**Dataset extract**
- Opening Delimiter -
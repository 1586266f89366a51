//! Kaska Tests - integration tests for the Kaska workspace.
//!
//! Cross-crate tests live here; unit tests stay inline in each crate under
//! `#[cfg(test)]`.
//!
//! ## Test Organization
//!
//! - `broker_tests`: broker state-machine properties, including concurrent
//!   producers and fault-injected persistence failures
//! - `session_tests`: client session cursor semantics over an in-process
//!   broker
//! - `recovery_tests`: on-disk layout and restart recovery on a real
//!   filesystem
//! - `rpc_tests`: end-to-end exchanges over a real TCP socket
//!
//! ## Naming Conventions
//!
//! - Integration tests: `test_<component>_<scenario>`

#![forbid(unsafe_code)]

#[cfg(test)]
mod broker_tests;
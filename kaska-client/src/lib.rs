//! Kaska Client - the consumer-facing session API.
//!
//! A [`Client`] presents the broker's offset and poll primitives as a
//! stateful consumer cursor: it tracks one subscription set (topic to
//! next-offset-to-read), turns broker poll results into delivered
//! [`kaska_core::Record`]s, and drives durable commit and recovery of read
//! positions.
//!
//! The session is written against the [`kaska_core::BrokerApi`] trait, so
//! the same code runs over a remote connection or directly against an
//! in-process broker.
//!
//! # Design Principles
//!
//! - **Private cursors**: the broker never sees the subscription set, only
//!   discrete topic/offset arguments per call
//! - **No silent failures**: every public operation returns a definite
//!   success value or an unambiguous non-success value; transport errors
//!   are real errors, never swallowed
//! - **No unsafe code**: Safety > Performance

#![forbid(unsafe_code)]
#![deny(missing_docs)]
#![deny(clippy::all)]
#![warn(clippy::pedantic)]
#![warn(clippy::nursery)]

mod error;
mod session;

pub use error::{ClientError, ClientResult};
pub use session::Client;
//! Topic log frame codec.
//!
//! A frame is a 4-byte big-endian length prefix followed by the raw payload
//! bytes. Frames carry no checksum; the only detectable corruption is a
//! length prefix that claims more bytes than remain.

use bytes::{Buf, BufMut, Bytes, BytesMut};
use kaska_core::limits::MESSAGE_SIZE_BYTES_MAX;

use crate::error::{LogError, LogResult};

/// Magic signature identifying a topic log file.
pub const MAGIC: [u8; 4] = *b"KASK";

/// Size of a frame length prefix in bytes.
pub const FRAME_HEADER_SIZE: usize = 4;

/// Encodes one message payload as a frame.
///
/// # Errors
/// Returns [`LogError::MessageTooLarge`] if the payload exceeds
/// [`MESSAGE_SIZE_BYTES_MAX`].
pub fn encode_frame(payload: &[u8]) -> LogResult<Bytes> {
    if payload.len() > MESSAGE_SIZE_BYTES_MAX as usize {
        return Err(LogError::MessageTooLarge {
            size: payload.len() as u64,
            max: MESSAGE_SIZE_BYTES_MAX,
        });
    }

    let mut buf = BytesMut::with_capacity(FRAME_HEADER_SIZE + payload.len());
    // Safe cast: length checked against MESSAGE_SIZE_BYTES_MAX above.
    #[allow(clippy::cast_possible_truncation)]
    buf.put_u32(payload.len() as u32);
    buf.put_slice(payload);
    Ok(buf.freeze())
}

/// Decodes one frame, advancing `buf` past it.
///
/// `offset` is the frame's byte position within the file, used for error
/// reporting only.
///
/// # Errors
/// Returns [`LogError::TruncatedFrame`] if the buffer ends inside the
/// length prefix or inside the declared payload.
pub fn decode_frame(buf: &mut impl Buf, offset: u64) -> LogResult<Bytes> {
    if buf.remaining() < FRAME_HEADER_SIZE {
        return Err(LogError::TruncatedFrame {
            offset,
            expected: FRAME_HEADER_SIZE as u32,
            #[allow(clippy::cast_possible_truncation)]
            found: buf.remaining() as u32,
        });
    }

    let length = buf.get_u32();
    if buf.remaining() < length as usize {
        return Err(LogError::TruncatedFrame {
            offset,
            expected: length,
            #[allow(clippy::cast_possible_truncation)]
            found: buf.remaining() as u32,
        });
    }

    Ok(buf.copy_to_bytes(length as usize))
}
- Closing Delimiter -
- Opening Delimiter -
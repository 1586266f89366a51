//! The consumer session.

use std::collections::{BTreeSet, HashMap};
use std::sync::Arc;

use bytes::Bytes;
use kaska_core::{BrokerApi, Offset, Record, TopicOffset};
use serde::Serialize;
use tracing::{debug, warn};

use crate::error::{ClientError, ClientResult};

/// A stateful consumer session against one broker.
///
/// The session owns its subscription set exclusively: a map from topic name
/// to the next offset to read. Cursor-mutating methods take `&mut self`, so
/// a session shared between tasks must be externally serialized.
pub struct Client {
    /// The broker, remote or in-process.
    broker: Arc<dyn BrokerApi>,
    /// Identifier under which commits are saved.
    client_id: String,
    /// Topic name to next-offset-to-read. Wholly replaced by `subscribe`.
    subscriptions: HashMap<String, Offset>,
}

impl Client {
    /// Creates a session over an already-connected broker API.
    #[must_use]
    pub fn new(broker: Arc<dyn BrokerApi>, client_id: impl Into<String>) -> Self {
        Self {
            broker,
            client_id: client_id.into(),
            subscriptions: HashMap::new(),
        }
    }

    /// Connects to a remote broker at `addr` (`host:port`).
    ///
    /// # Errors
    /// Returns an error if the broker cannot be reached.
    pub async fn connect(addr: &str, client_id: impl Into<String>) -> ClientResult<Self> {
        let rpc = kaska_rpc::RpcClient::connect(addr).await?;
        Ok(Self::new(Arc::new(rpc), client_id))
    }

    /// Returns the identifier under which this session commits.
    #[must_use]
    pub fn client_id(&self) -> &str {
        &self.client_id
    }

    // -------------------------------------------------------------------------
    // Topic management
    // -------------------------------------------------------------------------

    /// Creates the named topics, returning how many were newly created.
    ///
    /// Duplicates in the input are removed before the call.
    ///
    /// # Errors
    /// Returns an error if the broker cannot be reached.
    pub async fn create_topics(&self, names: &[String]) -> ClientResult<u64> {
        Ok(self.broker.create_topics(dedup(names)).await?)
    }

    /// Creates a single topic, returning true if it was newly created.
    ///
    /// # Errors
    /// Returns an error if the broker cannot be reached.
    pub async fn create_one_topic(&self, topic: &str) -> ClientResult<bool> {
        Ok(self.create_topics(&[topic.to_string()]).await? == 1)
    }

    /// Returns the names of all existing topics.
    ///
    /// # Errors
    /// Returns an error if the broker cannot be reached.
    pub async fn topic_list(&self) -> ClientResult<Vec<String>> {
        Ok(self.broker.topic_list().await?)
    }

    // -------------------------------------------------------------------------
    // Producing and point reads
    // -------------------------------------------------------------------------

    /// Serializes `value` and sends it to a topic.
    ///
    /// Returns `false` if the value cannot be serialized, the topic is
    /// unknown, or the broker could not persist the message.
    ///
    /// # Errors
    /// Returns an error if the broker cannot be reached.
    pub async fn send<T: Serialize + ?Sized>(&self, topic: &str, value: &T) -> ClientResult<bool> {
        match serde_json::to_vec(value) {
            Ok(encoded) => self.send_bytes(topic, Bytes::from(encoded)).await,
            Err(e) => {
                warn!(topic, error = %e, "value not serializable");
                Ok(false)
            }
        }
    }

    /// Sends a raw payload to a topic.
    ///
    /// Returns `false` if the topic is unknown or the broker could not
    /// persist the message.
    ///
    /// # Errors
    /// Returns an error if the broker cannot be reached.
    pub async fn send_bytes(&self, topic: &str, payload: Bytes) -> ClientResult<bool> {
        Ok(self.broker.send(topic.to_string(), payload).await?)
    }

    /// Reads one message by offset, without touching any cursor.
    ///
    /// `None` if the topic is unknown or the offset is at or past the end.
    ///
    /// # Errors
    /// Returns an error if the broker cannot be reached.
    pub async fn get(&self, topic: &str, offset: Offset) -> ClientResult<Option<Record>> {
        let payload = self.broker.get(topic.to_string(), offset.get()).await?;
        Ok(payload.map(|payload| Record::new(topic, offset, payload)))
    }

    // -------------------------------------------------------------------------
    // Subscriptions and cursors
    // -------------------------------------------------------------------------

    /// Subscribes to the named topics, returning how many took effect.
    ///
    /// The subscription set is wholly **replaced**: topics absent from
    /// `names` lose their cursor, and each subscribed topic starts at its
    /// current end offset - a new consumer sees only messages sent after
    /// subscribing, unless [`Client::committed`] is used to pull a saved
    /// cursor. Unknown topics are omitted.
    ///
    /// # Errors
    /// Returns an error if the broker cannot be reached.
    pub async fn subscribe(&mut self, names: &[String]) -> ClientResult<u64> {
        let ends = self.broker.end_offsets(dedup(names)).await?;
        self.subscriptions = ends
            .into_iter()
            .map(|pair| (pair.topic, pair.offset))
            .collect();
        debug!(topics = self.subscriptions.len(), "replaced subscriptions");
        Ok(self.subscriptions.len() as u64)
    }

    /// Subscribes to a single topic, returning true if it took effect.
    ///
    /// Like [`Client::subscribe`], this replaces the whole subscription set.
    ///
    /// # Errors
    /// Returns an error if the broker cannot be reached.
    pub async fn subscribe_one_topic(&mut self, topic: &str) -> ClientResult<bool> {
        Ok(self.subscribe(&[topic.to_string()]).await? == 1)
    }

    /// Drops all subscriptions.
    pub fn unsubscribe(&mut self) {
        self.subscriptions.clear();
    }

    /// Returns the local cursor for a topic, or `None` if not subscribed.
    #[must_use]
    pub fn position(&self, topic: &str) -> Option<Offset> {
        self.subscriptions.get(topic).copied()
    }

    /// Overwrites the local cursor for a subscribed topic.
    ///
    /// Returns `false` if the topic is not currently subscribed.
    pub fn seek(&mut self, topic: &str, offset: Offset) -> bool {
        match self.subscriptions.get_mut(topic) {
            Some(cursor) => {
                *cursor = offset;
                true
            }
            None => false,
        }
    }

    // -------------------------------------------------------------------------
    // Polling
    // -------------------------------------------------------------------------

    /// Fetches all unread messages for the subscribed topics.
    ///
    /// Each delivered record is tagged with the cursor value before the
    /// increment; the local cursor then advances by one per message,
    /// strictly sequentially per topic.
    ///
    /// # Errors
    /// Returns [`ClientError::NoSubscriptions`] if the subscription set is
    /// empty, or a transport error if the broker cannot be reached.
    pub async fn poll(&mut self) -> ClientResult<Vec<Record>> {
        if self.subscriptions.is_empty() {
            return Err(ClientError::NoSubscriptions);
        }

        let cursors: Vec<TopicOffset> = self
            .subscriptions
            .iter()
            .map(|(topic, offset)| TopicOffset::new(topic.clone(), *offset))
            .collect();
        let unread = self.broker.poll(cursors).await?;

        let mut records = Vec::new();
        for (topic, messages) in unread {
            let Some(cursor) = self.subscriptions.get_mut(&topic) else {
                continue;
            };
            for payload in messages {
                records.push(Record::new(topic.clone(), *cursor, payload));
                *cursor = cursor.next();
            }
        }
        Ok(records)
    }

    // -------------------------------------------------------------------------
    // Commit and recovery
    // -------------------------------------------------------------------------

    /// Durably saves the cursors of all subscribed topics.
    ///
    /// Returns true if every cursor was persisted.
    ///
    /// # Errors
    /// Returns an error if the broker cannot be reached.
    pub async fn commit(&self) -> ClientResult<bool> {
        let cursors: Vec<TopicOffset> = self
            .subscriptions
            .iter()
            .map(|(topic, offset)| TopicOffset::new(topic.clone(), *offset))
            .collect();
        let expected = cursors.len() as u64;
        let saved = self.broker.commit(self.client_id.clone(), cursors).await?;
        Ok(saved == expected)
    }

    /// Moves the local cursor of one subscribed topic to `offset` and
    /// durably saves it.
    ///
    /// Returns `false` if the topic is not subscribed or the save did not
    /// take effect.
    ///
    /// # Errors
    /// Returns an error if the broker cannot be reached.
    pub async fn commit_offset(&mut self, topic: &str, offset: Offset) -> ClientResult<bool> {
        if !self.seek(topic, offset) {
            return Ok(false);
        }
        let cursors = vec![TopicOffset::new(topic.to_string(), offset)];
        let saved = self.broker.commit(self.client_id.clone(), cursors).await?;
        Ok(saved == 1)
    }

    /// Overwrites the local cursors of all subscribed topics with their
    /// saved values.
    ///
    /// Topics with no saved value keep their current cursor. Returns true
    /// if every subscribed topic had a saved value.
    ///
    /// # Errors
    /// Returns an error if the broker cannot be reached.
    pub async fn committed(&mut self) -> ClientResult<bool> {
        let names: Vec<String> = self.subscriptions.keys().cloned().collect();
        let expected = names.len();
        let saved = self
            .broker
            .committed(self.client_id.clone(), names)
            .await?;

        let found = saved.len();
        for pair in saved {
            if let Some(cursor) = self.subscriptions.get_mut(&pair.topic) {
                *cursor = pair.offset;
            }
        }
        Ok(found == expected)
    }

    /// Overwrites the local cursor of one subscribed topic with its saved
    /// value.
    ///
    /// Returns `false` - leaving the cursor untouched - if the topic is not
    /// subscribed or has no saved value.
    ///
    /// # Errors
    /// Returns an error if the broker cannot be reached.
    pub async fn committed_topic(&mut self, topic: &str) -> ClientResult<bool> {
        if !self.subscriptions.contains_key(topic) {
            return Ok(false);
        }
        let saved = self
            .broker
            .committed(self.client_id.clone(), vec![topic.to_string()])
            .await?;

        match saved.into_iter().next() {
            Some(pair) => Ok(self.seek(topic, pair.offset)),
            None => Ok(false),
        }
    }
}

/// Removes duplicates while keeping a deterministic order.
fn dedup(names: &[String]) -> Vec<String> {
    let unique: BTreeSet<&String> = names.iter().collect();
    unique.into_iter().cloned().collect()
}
- Closing Delimiter -
Count the lines of the material above that contain the string "used". Write nothing but the count.

2